The social care cross-party talks, to which the Liberal Democrat spokesperson referred, have not been called off; they have been merely delayed. As I told her in the Chamber just yesterday, it is very much about making sure that we have the right people in the room and that they can attend. It is our intention for the talks to go ahead very soon. They have not been called off; they have been merely postponed.
Of course, we need further reform. We are bringing it forward through the 10-year plan this spring to accompany the additional investment in the NHS. The Government will publish that plan for radical reform in the NHS, with those three big reform shifts: from hospital to community, from analogue to digital and from sickness to prevention. The reforms will support putting the NHS on a sustainable footing so that it can tackle the problems of today and of the future.
The shadow Minister asked about the configuration of ambulance services. As I am sure she is aware, decisions on service configuration must be made by those who are experts in delivering it.
We have also talked about the key issues of rurality. A range of adjustments are made in the core ICB allocations formula to account for the fact that the costs of providing healthcare may vary between rural and urban areas. Some of the differences, such as the tendency for rural populations to be older, are naturally captured within the formula. We continue to review the formula for the impact of the characteristics of local areas, such as rural, urban and coastal, in the development programme.
I encourage all hon. Members to raise these matters with their local ICBs, which are responsible for commissioning the right configuration of local services. The NHS has increased the availability of local data on ambulance response times performance, with category 2 ambulance performance now published at ICB level, which has increased the transparency of the important data. I encourage hon. Members to use that data to direct conversations with their ICBs.
We have also talked about air ambulances.
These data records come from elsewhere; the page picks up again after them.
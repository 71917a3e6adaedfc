pub mod cli;
pub mod config;
mod core;
mod processors;
mod utils;

pub use crate::cli::{Cli, Commands};
pub use crate::config::{
    AssetSet, AssetSetEntry, ConfigError, Device, DeviceSizes, FaviconConfig, ImageProfile,
    OptimizerConfig, Variant,
};
pub use crate::core::processor::ImageProcessor;
pub use crate::core::{
    probe_capabilities, ImageToolError, ResizeOutcome, ResizeTask, Result, RunSummary,
    StageReport, VALID_EXTENSIONS,
};
pub use crate::processors::tasks::profile_tasks;
pub use crate::processors::{
    build_tasks, BatchProcessor, Compressor, FaviconGenerator, Loader, MetadataProcessor,
    ResizeMode, Resizer,
};
pub use crate::utils::{dir_has_images, is_supported_format, list_images};

// Re-export commonly used types
pub use image::DynamicImage;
I am sure that all hon. Members recognise the contribution that they make, as the Government do. The Government support the long-standing independent air ambulance charities model for the successful operation of helicopter emergency medical services in England, which gives the sector the independence to raise funds through commercial activity and sponsorship from corporate partners. The NHS continues to support air ambulance services, including through thorough training and the provision of NHS clinicians.
Communities right across the country, including the constituents of the hon. Member for Glastonbury and Somerton, are struggling with poor services and crumbling NHS estates. We are putting record capital into the NHS. We will bring down ambulance response times. We will get waiting lists back down to what they were in 2010. It will take time, but we will deliver an NHS and a national care service that provide people with the care they need, when and where they need it.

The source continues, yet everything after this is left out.